Time-dependent nanoparticle-induced GFP expression was quantified using time-lapse microscopy. The system Biostation IM-Q (Nikon, Düsseldorf, Germany) is composed of a microscope, an incubator, and a high-resolution camera. The combination of an LED and a fluorescence filter provides the opportunity for fluorescence quantification. pIL8-GFP A549 cells were exposed to 30 μg/ml GC10 or SC10 in the micro culture chamber at 37°C for 48 h. Every hour, a phase contrast and a fluorescent (ex 472 nm/em 520 nm) image of the entire cell culture area were taken of the same section of the sample. The amount of fluorescent cells was quantified via the software analysis.

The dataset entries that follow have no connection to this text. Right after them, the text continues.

use std::time::Duration;

use crate::config::Config;

/// Settings for the chunked batch processor.
#[derive(Debug, Clone)]
pub struct ProcessorConfig {
    pub chunk_size: usize,
    pub max_concurrency: usize,
    pub wave_timeout: Option<Duration>,
    pub collection: String,
}

impl ProcessorConfig {
    pub fn from_config(config: &Config) -> Self {
        Self {
            chunk_size: config.chunk_size.max(1),
            max_concurrency: config.max_concurrency.max(1),
            wave_timeout: config.wave_timeout_secs.map(Duration::from_secs),
            collection: config.destination.collection.clone(),
        }
    }
}

impl Default for ProcessorConfig {
    fn default() -> Self {
        Self {
            chunk_size: 1000,
            max_concurrency: num_cpus::get().max(1),
            wave_timeout: None,
            collection: "records".to_string(),
        }
    }
}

Scanning electron microscopy

For SEM of adipogenic differentiated hMSCs, neuronal differentiated PC-12 cells, and A549 cells, the cells were fixed with cacodylate/glutaraldehyde buffer and contrasted using 2% osmium tetroxide and 1% tannic acid. After dehydrating the cells with ethanol, they were dried in a critical point dryer CPD-7501 (Quorum Technologies Ltd., East Sussex, UK) and covered with gold. Samples were examined in a scanning electron microscope EM 109T (Zeiss) using secondary electron mode.

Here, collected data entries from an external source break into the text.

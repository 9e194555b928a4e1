//! Helpers for keeping file system layout out of span fields and audit
//! metadata.

use std::collections::hash_map::DefaultHasher;
use std::hash::{Hash, Hasher};
use std::path::Path;

/// Returns only the filename component of a path.
pub fn redact_path(path: &Path) -> String {
    path.file_name()
        .and_then(|n| n.to_str())
        .unwrap_or("<unknown>")
        .to_string()
}

/// Short deterministic hash of a path, for correlating spans of the same
/// file without exposing where it lives.
pub fn hash_path(path: &Path) -> String {
    let mut hasher = DefaultHasher::new();
    path.hash(&mut hasher);
    format!("{:016x}", hasher.finish())
}

#[cfg(test)]
mod tests {
    use super::*;
    use std::path::PathBuf;

    #[test]
    fn test_redact_path_returns_filename() {
        assert_eq!(
            redact_path(&PathBuf::from("/home/user/imports/customers.csv")),
            "customers.csv"
        );
    }

    #[test]
    fn test_redact_path_root() {
        assert_eq!(redact_path(Path::new("/")), "<unknown>");
    }

    #[test]
    fn test_hash_path_deterministic() {
        let a = hash_path(Path::new("/data/a.csv"));
        assert_eq!(a, hash_path(Path::new("/data/a.csv")));
        assert_ne!(a, hash_path(Path::new("/data/b.csv")));
        assert_eq!(a.len(), 16);
    }
}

Quantification of pIL8-GFP induction

For quantification of an induced inflammatory reaction, the reporter cells pIL8-GFP A549 were used. The induction of the promoter is linked to the production of the inflammatory cytokine, and consequently, the intensity of the IL8 promoter activation is proportional to the GFP expression, which could be quantified microscopically and fluorometrically. For fluorometric quantification of GFP expression 300 to 10,000 cells per well were exposed to GC10 or SC10 (0 to 50 μg/ml) for 24 h at 37°C. After washing the cells with PBS, the GFP intensity (ex 485 nm/em 535 nm) was quantified fluorometrically using a Tecan plate reader (Tecan Deutschland GmbH, Crailsheim, Germany). RhTNF-alpha, as inflammation stimulating agent, was used as positive control. The IL8 promoter activation of pIL8-GFP A549 cells cultured in the micro cell culture chambers was analyzed after SC10 or GC10 exposure (24 h) by fluorescence microscopy.

Statistical analysis

Independent experiments were performed three times in triplicates (n = 9), and the data are presented as mean ± SD. Statistical significance was established as p < 0.01. Statistical tests were performed using the Mann-Whitney U test.

Abbreviations

Bio-MEM: biological microelectromechanical systems; DNA: deoxyribonucleic acid; FCS: fetal calf serum; GC: gold colloidal nanoparticles; GFP: green fluorescent protein; hMSCs: human mesenchymal stem cells; MC: magnetite colloidal nanoparticles; MCC: microcavity chip; OECD: Organisation for Economic Co-operation and Development; PBS: phosphate-buffered saline; PCR: polymerase chain reaction; pIL8: interleukin-8 promoter; PMMA: polymethylmethacrylate; REACH: Registration: Evaluation: Authorisation and Restriction of Chemicals; rhTNF-alpha: recombinant tumor necrosis factor-alpha; SC: silver colloidal nanoparticles; Si3N4: silicon nitride; TNF: tumor necrosis factor.

Competing interests

The authors declare that they have no competing interests.

Authors' contributions

YK carried out the cytotoxicity studies, performed the nanoparticle characterization, designed the miniaturized cell culture chambers, participated in their fabrication, and wrote the main parts of the manuscript. GO carried out the transfection of the reporter cell line and was involved in the preparation of the manuscript. AS fabricated the microcavity chip. AD and HT obtained funding for this project and helped to draft the manuscript. HB helped to draft the manuscript. All authors read and approved the final manuscript.

Acknowledgements

We thank Dipl.-Chem. Rainer Lilischkis (University of Life Science Kaiserslautern, Institute for Information & Microsystems Technology, Germany) for his assistance with SEM experiments; Dr. M. Maue and Dr. Hassinger (Protestant Hospital, Zweibrücken, Germany) for kindly providing the thigh bones; and Dr. Erwin Gorjup (Fraunhofer IBMT, St. Ingbert, Germany) for isolating the hMSCs. This work was supported by the EU under the Framework VI project DIPNA (Development of an Integrated Platform for Nanoparticle Analysis to verify their possible toxicity and eco-toxicity) (STRP 032131 DIPNA).